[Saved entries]
◇ ◇ ◇
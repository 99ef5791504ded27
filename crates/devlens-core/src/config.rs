//! Overlay settings consumed by the core.

use serde::{Deserialize, Serialize};
use std::fmt;
use std::str::FromStr;

use crate::error::DomainError;

/// Screen corner where the overlay badge is anchored.
#[derive(Debug, Clone, Copy, PartialEq, Eq, Default, Serialize, Deserialize)]
#[serde(rename_all = "kebab-case")]
pub enum OverlayPosition {
    #[default]
    #[serde(alias = "bottomRight")]
    BottomRight,
    #[serde(alias = "bottomLeft")]
    BottomLeft,
    #[serde(alias = "topRight")]
    TopRight,
    #[serde(alias = "topLeft")]
    TopLeft,
}

impl fmt::Display for OverlayPosition {
    fn fmt(&self, f: &mut fmt::Formatter<'_>) -> fmt::Result {
        match self {
            Self::BottomRight => write!(f, "bottom-right"),
            Self::BottomLeft => write!(f, "bottom-left"),
            Self::TopRight => write!(f, "top-right"),
            Self::TopLeft => write!(f, "top-left"),
        }
    }
}

impl FromStr for OverlayPosition {
    type Err = DomainError;

    fn from_str(s: &str) -> Result<Self, Self::Err> {
        match s {
            "bottom-right" | "bottomRight" => Ok(Self::BottomRight),
            "bottom-left" | "bottomLeft" => Ok(Self::BottomLeft),
            "top-right" | "topRight" => Ok(Self::TopRight),
            "top-left" | "topLeft" => Ok(Self::TopLeft),
            other => Err(DomainError::InvalidFieldValue {
                field: "overlay_position".to_string(),
                value: other.to_string(),
                expected: "bottom-right, bottom-left, top-right or top-left".to_string(),
            }),
        }
    }
}

/// Effective overlay settings, surfaced to the browser overlay and in the
/// diagnostic document.
#[derive(Debug, Clone, PartialEq, Serialize, Deserialize)]
#[serde(rename_all = "camelCase")]
pub struct OverlayConfig {
    pub enabled: bool,
    pub overlay_position: OverlayPosition,
    pub open_browser_on_start: bool,
}

impl Default for OverlayConfig {
    fn default() -> Self {
        Self {
            enabled: true,
            overlay_position: OverlayPosition::BottomRight,
            open_browser_on_start: false,
        }
    }
}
◇ ◇ ◇
→ Instructions to follow: Wherever a line in the entries above holds "alias", copy that line.

→ Worked solution:
    #[serde(alias = "bottomRight")]
    #[serde(alias = "bottomLeft")]
    #[serde(alias = "topRight")]
    #[serde(alias = "topLeft")]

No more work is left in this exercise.